Provided records:

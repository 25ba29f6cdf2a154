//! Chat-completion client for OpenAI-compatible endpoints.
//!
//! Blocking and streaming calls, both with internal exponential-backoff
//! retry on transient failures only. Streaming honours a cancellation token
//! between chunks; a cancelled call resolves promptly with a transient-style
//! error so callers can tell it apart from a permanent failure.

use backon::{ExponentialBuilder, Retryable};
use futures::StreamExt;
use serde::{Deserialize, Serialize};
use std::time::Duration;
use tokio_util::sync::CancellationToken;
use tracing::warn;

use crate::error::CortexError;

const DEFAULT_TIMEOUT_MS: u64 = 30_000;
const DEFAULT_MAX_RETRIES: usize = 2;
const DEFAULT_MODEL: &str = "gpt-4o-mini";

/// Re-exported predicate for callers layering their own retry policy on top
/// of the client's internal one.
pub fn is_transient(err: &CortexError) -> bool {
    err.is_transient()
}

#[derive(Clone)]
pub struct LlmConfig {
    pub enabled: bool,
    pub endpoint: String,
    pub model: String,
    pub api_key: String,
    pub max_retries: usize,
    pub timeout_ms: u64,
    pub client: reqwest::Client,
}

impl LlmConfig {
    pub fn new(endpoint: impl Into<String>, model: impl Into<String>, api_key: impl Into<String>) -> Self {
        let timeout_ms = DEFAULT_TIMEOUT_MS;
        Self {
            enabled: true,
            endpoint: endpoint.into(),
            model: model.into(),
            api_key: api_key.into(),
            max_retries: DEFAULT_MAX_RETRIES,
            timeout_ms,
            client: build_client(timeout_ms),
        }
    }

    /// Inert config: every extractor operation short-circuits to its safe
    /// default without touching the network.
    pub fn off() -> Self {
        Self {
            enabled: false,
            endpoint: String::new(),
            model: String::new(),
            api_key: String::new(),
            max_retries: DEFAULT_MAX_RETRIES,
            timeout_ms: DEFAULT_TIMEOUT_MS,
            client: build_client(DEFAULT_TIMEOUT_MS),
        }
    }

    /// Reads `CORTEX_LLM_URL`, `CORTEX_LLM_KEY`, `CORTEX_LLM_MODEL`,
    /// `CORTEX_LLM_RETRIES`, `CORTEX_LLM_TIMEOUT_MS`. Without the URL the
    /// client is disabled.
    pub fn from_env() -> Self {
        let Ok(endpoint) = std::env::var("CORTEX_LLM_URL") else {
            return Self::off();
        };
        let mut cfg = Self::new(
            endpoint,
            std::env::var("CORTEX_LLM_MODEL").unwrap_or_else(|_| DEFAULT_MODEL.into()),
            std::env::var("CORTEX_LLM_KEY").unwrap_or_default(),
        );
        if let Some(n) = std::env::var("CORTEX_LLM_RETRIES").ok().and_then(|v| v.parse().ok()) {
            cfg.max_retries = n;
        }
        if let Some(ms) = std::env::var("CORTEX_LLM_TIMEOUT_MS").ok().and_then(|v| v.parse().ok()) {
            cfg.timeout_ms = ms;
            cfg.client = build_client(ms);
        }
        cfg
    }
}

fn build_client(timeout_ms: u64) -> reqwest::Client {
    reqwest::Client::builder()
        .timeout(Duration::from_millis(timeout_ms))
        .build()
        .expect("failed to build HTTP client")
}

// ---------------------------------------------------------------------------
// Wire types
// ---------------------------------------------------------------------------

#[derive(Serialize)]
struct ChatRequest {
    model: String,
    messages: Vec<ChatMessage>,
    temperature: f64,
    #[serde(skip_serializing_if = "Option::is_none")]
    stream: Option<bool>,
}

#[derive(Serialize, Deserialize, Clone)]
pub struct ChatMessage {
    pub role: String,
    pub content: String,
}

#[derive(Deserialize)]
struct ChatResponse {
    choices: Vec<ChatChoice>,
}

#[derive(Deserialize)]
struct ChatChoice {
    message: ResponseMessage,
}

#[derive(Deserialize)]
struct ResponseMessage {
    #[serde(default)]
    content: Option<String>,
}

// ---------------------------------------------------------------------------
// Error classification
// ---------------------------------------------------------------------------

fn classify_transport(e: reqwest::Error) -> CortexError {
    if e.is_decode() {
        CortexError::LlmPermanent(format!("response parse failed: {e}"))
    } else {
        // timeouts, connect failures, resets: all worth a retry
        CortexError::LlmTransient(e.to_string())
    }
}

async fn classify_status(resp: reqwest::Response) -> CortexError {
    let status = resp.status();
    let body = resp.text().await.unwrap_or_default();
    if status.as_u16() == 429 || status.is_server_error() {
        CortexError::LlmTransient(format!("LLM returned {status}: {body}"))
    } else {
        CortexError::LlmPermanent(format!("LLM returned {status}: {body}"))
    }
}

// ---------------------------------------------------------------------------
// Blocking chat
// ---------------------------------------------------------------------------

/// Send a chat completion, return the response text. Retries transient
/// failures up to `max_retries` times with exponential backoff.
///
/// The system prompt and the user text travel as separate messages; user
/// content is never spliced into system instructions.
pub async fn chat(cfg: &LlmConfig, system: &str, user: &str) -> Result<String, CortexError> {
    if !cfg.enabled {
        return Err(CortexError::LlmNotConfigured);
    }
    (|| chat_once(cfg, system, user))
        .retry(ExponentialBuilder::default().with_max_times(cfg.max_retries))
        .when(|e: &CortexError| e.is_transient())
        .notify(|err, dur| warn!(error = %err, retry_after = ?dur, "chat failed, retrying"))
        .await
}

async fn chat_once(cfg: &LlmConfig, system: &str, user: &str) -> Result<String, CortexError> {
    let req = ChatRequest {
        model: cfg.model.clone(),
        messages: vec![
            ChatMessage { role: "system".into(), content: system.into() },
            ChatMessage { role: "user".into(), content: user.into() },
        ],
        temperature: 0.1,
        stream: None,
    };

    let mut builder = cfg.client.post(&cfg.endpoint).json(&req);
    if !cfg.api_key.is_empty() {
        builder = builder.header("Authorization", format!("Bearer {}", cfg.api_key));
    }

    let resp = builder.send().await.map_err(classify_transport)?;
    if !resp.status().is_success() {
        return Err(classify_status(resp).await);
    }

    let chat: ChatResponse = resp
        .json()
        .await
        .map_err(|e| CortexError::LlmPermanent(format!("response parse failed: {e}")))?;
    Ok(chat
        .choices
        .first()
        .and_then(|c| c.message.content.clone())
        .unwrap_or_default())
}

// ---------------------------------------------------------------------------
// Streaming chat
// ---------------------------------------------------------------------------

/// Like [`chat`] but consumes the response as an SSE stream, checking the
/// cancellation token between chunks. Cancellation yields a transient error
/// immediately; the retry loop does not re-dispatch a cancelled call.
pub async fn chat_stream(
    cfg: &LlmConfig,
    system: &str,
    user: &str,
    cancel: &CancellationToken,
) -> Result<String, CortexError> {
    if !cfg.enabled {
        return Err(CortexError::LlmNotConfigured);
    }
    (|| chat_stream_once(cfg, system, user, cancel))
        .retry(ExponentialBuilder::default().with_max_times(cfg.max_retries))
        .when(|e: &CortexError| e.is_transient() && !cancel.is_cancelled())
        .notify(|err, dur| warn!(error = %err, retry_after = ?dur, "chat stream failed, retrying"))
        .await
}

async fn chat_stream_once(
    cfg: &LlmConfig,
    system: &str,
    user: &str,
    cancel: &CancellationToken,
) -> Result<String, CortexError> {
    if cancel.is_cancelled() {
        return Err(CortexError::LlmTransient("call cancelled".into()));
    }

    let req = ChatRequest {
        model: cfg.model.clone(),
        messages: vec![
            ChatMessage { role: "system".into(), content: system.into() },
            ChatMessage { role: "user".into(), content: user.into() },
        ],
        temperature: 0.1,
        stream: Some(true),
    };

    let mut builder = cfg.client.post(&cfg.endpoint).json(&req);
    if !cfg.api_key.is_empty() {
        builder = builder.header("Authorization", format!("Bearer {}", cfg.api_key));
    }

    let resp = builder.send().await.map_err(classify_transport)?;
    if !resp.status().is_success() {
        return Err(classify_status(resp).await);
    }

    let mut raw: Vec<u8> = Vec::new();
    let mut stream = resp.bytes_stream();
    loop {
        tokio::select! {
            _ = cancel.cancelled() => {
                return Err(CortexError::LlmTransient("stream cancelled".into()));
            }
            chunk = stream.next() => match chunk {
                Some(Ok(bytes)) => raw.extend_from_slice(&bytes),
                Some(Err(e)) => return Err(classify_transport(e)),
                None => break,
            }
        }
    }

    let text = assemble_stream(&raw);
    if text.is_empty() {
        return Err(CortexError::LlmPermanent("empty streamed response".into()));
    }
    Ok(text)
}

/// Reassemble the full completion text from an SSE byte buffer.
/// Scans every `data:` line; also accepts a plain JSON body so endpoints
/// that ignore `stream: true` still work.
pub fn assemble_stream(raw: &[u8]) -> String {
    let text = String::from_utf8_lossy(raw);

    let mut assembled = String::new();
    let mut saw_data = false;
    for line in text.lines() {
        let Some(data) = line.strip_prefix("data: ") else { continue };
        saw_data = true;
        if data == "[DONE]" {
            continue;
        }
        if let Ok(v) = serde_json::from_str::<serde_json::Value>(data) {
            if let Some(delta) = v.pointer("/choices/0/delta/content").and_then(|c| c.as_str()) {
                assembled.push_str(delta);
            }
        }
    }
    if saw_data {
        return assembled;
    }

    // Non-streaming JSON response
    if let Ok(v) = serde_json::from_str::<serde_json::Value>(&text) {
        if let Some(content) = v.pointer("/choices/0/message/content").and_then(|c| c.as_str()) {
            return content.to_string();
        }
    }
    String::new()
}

---

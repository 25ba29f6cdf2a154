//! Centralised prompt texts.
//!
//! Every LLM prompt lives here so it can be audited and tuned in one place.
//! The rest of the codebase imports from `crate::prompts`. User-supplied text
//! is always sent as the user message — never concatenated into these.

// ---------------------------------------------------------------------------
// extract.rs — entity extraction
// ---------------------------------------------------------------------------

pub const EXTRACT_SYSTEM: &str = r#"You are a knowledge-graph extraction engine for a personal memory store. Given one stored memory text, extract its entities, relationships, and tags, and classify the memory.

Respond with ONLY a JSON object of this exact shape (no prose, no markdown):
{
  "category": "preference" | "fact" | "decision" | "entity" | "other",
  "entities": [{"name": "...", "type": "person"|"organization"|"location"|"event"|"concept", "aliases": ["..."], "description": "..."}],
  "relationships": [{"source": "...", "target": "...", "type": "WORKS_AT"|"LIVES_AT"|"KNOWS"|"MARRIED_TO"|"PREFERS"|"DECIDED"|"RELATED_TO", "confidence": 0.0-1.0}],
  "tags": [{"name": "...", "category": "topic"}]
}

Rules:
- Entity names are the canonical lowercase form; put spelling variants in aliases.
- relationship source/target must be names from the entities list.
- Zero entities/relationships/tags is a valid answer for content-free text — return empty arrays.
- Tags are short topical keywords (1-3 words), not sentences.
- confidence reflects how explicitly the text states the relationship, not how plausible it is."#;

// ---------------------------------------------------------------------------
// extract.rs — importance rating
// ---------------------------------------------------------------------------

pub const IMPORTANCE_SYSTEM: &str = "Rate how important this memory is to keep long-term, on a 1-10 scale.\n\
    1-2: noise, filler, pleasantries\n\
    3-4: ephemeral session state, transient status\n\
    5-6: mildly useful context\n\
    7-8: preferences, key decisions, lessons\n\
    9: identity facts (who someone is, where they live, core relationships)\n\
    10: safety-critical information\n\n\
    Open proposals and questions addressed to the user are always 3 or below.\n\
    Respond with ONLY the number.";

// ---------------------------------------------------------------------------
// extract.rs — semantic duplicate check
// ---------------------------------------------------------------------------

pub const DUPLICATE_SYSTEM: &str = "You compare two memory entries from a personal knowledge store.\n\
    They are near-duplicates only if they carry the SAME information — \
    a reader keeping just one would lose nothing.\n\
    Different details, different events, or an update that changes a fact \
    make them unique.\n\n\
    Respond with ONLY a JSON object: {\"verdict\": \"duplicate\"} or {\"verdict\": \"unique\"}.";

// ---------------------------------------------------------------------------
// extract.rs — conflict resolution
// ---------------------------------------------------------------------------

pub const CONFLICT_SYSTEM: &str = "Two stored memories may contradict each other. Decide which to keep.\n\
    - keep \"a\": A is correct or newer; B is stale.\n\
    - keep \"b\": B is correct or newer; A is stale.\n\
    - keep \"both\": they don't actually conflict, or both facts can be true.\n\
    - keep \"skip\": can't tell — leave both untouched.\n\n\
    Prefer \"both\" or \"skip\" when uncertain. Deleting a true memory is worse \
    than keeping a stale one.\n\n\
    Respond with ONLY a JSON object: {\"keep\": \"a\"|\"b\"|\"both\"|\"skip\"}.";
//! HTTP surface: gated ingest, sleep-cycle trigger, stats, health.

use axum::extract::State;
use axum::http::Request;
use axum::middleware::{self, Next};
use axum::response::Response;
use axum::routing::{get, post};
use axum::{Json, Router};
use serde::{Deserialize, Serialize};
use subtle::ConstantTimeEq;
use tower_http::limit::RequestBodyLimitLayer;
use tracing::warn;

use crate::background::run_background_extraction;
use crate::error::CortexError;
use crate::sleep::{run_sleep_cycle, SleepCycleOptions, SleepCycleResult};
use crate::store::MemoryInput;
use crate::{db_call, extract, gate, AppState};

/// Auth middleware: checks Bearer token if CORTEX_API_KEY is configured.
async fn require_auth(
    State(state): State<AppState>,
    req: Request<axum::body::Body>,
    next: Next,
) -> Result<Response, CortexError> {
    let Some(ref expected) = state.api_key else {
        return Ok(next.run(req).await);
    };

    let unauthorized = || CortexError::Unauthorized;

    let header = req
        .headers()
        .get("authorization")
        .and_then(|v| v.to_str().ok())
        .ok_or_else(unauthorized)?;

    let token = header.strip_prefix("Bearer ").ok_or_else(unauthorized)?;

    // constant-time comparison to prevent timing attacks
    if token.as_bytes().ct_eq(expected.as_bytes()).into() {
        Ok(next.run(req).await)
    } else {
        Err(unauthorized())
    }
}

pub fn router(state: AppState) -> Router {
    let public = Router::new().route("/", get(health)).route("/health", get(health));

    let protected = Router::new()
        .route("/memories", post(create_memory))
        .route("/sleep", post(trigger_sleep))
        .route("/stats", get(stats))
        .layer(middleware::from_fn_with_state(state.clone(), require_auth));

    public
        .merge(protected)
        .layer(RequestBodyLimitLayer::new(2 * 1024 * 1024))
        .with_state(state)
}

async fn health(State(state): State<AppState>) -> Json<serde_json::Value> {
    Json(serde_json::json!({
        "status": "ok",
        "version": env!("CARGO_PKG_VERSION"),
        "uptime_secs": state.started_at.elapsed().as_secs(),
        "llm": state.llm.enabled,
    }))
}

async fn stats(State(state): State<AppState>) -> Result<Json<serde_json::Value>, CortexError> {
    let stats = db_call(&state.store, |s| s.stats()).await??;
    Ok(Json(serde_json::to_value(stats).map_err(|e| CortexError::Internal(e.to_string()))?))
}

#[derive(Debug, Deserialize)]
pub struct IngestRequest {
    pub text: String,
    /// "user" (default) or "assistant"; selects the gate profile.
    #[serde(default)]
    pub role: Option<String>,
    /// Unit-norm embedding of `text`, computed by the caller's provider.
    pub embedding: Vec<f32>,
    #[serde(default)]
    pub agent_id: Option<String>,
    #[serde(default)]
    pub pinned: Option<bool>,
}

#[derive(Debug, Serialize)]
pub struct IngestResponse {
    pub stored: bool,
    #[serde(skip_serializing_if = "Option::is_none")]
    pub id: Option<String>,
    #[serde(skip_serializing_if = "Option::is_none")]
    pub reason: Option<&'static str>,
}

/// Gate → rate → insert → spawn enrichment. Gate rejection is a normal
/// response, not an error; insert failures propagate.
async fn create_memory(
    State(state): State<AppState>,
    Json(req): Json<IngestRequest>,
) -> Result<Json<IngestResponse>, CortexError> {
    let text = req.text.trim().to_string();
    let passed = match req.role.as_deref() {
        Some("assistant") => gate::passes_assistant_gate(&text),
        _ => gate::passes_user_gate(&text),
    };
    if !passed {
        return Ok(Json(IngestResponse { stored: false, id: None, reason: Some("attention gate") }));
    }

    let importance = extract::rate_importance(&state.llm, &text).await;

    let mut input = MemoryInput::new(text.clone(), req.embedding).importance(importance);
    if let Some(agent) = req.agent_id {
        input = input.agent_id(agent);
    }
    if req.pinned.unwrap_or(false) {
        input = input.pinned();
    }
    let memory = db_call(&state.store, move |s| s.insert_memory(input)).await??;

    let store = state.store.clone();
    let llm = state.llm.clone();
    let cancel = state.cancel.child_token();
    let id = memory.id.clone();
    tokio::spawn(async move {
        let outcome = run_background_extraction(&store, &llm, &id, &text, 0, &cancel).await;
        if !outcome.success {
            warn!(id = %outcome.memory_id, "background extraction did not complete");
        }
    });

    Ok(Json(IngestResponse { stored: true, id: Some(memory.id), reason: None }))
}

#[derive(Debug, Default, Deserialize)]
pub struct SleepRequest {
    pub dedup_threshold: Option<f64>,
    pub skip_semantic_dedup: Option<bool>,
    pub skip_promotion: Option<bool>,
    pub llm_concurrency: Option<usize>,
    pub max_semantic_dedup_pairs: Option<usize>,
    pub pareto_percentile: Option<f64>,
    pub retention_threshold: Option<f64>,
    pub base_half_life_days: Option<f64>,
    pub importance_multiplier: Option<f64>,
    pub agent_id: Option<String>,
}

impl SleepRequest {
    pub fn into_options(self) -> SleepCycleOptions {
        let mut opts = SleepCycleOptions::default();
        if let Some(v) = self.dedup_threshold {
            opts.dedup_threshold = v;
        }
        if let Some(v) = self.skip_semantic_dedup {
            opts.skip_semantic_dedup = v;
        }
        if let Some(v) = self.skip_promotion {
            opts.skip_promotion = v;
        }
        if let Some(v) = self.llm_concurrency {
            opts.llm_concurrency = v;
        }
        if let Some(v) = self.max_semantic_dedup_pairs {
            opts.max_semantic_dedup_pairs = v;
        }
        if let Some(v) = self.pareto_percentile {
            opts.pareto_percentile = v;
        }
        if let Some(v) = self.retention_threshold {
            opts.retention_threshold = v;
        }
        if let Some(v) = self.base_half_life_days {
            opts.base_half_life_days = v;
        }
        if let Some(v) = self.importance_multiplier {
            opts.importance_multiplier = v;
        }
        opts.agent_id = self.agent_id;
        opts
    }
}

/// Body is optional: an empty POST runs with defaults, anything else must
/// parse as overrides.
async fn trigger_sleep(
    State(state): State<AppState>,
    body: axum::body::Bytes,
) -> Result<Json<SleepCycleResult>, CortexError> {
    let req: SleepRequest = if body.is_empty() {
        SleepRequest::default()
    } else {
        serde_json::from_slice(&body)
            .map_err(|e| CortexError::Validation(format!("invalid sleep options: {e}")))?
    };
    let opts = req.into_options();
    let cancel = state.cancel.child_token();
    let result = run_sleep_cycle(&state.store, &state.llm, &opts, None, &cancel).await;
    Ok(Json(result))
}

* * *

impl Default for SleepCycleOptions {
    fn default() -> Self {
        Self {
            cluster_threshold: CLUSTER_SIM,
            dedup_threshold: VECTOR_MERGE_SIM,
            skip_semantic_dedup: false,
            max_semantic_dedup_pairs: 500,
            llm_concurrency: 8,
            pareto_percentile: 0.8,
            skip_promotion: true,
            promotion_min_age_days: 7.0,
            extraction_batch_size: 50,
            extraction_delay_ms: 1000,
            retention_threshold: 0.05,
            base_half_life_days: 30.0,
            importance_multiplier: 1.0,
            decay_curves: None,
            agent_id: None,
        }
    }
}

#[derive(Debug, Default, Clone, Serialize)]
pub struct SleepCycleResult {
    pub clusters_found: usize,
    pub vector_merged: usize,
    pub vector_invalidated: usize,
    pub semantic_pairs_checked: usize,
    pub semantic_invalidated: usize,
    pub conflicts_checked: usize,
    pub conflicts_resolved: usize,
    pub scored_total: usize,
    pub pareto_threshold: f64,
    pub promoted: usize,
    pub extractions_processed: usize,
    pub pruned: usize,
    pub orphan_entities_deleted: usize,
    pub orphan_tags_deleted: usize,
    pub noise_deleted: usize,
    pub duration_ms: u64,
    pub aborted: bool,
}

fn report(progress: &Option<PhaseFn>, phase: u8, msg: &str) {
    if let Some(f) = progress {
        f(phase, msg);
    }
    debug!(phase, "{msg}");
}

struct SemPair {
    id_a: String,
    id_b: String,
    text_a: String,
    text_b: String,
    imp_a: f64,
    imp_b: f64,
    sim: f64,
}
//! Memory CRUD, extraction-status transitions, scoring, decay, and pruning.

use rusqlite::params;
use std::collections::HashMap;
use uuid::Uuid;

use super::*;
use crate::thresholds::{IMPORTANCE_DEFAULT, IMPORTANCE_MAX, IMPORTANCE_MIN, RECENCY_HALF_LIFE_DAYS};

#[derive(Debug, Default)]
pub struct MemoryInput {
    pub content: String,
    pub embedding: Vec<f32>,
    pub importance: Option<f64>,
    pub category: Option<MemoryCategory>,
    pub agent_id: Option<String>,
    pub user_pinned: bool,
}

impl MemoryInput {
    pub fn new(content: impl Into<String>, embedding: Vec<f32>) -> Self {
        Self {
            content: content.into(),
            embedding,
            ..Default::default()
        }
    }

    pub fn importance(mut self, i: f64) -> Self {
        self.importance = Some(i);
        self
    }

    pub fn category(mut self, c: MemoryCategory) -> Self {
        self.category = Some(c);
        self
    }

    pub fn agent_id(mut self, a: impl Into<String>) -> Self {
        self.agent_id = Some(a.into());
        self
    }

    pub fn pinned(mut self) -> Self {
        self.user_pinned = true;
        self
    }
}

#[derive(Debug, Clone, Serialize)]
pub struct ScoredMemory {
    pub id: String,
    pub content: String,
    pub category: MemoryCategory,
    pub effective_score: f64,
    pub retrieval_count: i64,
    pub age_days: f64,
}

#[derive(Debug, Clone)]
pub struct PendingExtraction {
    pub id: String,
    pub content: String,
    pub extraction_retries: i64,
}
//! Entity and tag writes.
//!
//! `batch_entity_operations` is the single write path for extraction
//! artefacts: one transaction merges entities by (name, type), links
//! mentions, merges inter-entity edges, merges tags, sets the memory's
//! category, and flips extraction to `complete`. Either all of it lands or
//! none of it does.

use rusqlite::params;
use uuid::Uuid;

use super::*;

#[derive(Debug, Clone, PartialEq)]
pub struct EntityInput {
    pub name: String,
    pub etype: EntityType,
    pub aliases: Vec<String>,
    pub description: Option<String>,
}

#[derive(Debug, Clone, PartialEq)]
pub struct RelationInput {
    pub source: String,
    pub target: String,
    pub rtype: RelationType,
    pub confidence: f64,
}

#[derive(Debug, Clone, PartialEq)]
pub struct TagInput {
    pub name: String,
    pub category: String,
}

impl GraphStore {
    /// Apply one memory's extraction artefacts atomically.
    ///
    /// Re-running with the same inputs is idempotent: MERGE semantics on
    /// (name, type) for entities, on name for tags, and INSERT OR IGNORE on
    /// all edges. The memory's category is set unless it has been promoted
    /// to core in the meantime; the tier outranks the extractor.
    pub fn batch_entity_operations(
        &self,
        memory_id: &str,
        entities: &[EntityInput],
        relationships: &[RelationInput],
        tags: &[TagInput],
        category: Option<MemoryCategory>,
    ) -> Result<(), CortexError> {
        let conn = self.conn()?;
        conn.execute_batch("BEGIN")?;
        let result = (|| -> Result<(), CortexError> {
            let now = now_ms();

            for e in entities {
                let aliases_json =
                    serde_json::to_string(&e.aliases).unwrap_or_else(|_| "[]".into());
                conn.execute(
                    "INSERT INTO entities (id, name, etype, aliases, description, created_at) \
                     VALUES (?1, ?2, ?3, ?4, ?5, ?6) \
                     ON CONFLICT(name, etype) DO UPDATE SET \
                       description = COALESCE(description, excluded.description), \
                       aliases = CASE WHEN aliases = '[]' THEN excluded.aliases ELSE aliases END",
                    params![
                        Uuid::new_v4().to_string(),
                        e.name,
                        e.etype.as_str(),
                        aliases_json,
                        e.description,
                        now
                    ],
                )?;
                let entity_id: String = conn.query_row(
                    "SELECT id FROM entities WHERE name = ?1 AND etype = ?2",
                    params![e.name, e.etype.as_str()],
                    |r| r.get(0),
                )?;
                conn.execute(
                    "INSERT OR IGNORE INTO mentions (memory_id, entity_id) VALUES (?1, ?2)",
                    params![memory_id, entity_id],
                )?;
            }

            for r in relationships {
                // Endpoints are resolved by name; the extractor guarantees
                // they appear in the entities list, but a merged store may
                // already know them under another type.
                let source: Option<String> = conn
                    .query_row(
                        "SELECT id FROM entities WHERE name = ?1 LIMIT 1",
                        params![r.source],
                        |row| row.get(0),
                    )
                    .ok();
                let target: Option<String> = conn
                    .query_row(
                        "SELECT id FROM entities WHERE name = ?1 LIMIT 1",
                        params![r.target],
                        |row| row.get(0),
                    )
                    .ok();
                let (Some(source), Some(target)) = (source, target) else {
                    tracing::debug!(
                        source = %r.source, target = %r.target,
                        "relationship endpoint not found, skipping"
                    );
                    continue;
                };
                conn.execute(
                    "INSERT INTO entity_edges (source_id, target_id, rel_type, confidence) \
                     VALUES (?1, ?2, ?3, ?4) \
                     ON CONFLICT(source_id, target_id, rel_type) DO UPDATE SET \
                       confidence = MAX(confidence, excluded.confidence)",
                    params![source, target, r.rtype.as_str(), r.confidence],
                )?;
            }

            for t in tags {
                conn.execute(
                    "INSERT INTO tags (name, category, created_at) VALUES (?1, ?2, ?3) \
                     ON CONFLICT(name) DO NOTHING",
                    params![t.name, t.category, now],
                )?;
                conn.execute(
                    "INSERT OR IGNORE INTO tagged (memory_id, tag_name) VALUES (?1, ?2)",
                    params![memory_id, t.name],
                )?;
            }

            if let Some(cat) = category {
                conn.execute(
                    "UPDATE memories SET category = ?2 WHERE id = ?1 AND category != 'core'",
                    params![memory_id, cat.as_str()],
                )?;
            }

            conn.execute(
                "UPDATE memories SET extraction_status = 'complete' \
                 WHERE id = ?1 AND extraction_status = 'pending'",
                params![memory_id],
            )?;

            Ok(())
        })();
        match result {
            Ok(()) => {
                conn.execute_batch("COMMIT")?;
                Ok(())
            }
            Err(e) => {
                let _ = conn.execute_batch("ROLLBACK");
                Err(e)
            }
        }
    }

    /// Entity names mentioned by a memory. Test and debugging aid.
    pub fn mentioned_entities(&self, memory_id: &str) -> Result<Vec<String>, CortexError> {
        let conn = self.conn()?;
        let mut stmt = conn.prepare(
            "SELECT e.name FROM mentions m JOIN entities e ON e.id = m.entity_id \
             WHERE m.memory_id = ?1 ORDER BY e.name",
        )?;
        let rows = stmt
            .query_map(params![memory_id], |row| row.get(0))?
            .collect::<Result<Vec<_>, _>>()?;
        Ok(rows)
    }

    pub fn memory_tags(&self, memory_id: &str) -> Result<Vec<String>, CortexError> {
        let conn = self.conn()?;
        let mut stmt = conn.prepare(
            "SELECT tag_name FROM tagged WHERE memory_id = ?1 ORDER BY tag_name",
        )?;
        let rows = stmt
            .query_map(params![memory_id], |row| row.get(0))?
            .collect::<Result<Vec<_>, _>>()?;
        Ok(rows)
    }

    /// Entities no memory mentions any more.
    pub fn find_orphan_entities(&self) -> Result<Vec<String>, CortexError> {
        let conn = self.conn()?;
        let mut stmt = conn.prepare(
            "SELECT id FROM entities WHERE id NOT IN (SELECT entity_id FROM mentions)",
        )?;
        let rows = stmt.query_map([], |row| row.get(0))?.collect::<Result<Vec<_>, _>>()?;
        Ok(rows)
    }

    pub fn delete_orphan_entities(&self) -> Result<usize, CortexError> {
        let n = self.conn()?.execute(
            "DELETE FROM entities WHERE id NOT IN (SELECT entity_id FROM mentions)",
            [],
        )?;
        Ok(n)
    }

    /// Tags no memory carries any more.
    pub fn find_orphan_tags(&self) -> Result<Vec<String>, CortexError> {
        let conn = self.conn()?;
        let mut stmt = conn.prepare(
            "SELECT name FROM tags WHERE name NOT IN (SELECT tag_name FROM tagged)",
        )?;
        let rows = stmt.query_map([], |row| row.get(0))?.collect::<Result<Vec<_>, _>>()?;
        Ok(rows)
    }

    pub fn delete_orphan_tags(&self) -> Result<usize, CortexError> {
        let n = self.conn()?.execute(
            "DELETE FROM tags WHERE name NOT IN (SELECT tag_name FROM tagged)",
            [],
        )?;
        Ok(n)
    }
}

Task instructions:
Go through the entries above and copy out every line that includes the word "LlmConfig".

Solution to the exercise:
pub struct LlmConfig {
impl LlmConfig {
pub async fn chat(cfg: &LlmConfig, system: &str, user: &str) -> Result<String, CortexError> {
async fn chat_once(cfg: &LlmConfig, system: &str, user: &str) -> Result<String, CortexError> {
    cfg: &LlmConfig,
    cfg: &LlmConfig,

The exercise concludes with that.